What is a risk factor for uterine atony?
- A. small for gestational age
- B. primipara
- C. multiple gestation
- D. intrauterine growth restriction
Correct Answer: C
Rationale: Risk factors for uterine atony include multiple gestation and large infants.
What assessment data increases the risk of postpartum infection?
- A. precipitous labor
- B. urinary retention
- C. breast-feeding
- D. intact perineum
Correct Answer: A
Rationale: Precipitous labor increases the risk of postpartum infection.

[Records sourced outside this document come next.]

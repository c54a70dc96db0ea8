//! Scripted narrator for tests and engine-less environments.
//!
//! `MockNarrator` records everything submitted to it and plays no audio;
//! the paired `MockNarratorHandle` lets a test (or the demo driver) emit
//! progress and completion events on the engine channel at will and
//! inspect what the coordinator asked for.

use crate::engine::{EngineEvent, EngineEventKind, NarratorEngine, SpeechHandle};
use crate::error::{TtsError, TtsResult};
use crate::types::VoiceInfo;
use crate::next_speech_handle;
use async_trait::async_trait;
use parking_lot::Mutex;
use std::sync::Arc;
use tokio::sync::mpsc;

#[derive(Default)]
struct MockState {
    configured_languages: Vec<String>,
    spoken: Vec<(SpeechHandle, String)>,
    cancel_count: u32,
}

pub struct MockNarrator {
    state: Arc<Mutex<MockState>>,
    events: mpsc::Sender<EngineEvent>,
    fail_configure: bool,
}

impl MockNarrator {
    pub fn new(events: mpsc::Sender<EngineEvent>) -> (Self, MockNarratorHandle) {
        let state = Arc::new(Mutex::new(MockState::default()));
        let narrator = Self {
            state: Arc::clone(&state),
            events: events.clone(),
            fail_configure: false,
        };
        (narrator, MockNarratorHandle { state, events })
    }

    /// A narrator whose `configure` always fails, for exercising the
    /// engine-unavailable path.
    pub fn failing(events: mpsc::Sender<EngineEvent>) -> (Self, MockNarratorHandle) {
        let (mut narrator, handle) = Self::new(events);
        narrator.fail_configure = true;
        (narrator, handle)
    }
}

#[async_trait]
impl NarratorEngine for MockNarrator {
    fn name(&self) -> &str {
        "mock"
    }

    async fn is_available(&self) -> bool {
        true
    }

    async fn configure(&mut self, language: &str) -> TtsResult<VoiceInfo> {
        if self.fail_configure {
            return Err(TtsError::EngineNotAvailable("mock configured to fail".into()));
        }
        self.state.lock().configured_languages.push(language.to_string());
        Ok(VoiceInfo {
            id: format!("mock-{language}"),
            name: format!("Mock Voice ({language})"),
            language: language.to_string(),
        })
    }

    async fn speak(&mut self, text: &str) -> TtsResult<SpeechHandle> {
        let handle = next_speech_handle();
        self.state.lock().spoken.push((handle, text.to_string()));
        Ok(handle)
    }

    async fn cancel_all(&mut self) -> TtsResult<()> {
        self.state.lock().cancel_count += 1;
        Ok(())
    }
}

/// Test-side view of a [`MockNarrator`] that has been moved into a
/// coordinator.
#[derive(Clone)]
pub struct MockNarratorHandle {
    state: Arc<Mutex<MockState>>,
    events: mpsc::Sender<EngineEvent>,
}

impl MockNarratorHandle {
    pub fn spoken(&self) -> Vec<(SpeechHandle, String)> {
        self.state.lock().spoken.clone()
    }

    pub fn spoken_texts(&self) -> Vec<String> {
        self.state.lock().spoken.iter().map(|(_, t)| t.clone()).collect()
    }

    pub fn handle_for(&self, text: &str) -> Option<SpeechHandle> {
        self.state
            .lock()
            .spoken
            .iter()
            .find(|(_, t)| t == text)
            .map(|(h, _)| *h)
    }

    pub fn cancel_count(&self) -> u32 {
        self.state.lock().cancel_count
    }

    pub fn configured_languages(&self) -> Vec<String> {
        self.state.lock().configured_languages.clone()
    }

    pub async fn progress(&self, handle: SpeechHandle, position: u32, count: u32) {
        let _ = self
            .events
            .send(EngineEvent {
                handle,
                kind: EngineEventKind::Progress { position, count },
            })
            .await;
    }

    pub async fn complete(&self, handle: SpeechHandle) {
        let _ = self
            .events
            .send(EngineEvent {
                handle,
                kind: EngineEventKind::Completed,
            })
            .await;
    }
}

The nurse in the obstetric clinic received a telephone call from a bottle-feeding mother of a 3-day-old. The client states that her breasts are firm, red, and warm to the touch. Which of the following is the best action for the nurse to advise the client to perform?
- A. Intermittently apply ice packs to her axillae and breasts.
- B. Apply lanolin to her breasts and nipples every 3 hours.
- C. Express milk from the breasts every 3 hours.
- D. Ask the primary health care provider to order a milk suppressant.
Correct Answer: A
Rationale: Ice packs can help reduce inflammation and pain associated with engorgement in women who choose to bottle-feed.
A client, G1 P1001, 1 hour postpartum from a spontaneous vaginal delivery with local anesthesia, states that she needs to urinate. Which of the following actions by the nurse is appropriate at this time?
- A. Provide the woman with a bedpan.
- B. Advise the woman that the feeling is likely related to the trauma of delivery.
- C. Remind the woman that she still has a catheter in place from the delivery.
- D. Assist the woman to the bathroom.
Correct Answer: D
Rationale: After delivery, if the woman feels the need to urinate, assisting her to the bathroom is appropriate to allow for normal voiding. A catheter should not still be in place unless indicated.